I would rather have a two hour meeting in which a correct, thought out
decision is made than a twenty minute meeting where we vote on unpolished
work or without considering issues, including last minute issues.

> 2.  IRC discussions provide less easily read archives of discussions
>     than email archives, and require substantial efforts at redaction
>     to produce minutes.

No they don't. A typical SPI BoD IRC meeting that takes an hour results in
about 300 lines of logs, half of which is substantial. This email alone
will be roughly the size of an entire meeting's IRC log.

IRC logs, especially when read against a meeting's agenda are easy to
parse into the discussions that took place, and provide an accurate and
candidate representation of the views of those present.

> 3.  IRC discussions are less accessible to people who are not available
>     at the time of the meeting than email.

Logs are distributed. Meetings are scheduled around when board members can
attend. Some resolution discussion takes place privately on the board
mailing list and is not even as open a process as the IRC meetings.

> 4.  IRC discussions are more prone to misunderstandings, accidental
>     offence, and personality clashes, than email.

IRC discussions are an effective, efficient way to conduct meetings
provided the chairman of the meeting enforces procedural rules, such as
not allowing digression, a far bigger enemy than topical discussion. OFTC,
for for one, uses weekly IRC-based meetings to great effect and has so
since the day it was founded, for internal administrative purposes. Nearly
all discussion takes place at these meetings, which have ranged in length
from 2 minutes to 3 hours.

> 5.  On-line board meetings via IRC are a poor medium for
>     discussion for the reasons given above.

IRC meetings are an excellent means of discussion, being similar to a
telephone conference call with a written record automatically kept, where
people cannot speak over eachother and everyone's voice is heard.

> 6.  Board members should give due consideration to proposed decisions,
>     and reports, presented to the board.

Yes, and all board members should participate between meetings, other than
to write or enforce rules which prevent meeting participation beyond
voting.

> B. IT IS RESOLVED THAT
>
> 7.  Discussion at on-line real-time Board meetings of Software in the
>     Public Interest shall be limited to the minimum necessary, by the
>     specific measures below, and by the active cooperation of the Board
>     and others during the meeting.

The minimum necessary is the discussion needed to get through any issues
we have outstanding. This is what we would do with or without this
resolution.

> 8.  The Board aims to be able, during the meeting itself, merely to
>     approve or decline proposals already worked out in detail in
>     advance.

Help with that and it will happen, with or without this resolution.
Resolutions are often posted days or weeks in advance and no replies are
received until 3 hours before the meeting.

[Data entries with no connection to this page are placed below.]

//! Backup and restore engine for MySQL-compatible instances.
//!
//! Logical (mydumper/mysqldump) and physical (xtrabackup/myrocks) captures
//! are packaged into size-bounded tar parts described by a JSON `.index`
//! manifest. Sharded clusters coordinate per-shard backups through the
//! `spider` module.

pub mod config;
pub mod daemon;
pub mod dumper;
pub mod fs;
pub mod index;
pub mod loader;
pub mod migrate;
pub mod packager;
pub mod report;
pub mod spider;
pub mod utils;

pub use config::BackupConfig;
pub use index::IndexContent;
pub use utils::errors::BackupError;
pub type Result<T> = std::result::Result<T, BackupError>;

If you are not part of the solution, you are part of the problem.

> 9.  Issues (other than short fixed routine items such as apologies) for
>     consideration by the Board at its next meeting shall be notified to
>     the Board, to the Secretary, and if confidentiality is not required
>     to the Members, at least 7 days in advance of the relevant Board
>     meeting.  Such notification shall include the text of any report to
>     the Board, or a draft of any proposed resolution by the Board, as
>     relevant.

A 7 day minimum restriction means some issues, even if urgent, may go 5
weeks without being voted on.

> 10. The Secretary shall include on the agenda of the meeting those
>     items which were notified in time, as described above.  Items
>     arising and notified less than one week ahead of the meeting will
>     be postponed until the next subsequent meeting.  However, if the
>     Secretary believes that it is necessary to consider an item
>     immediately, for example because it is urgent, it may still appear
>     on the agenda with less than 7 days' notice.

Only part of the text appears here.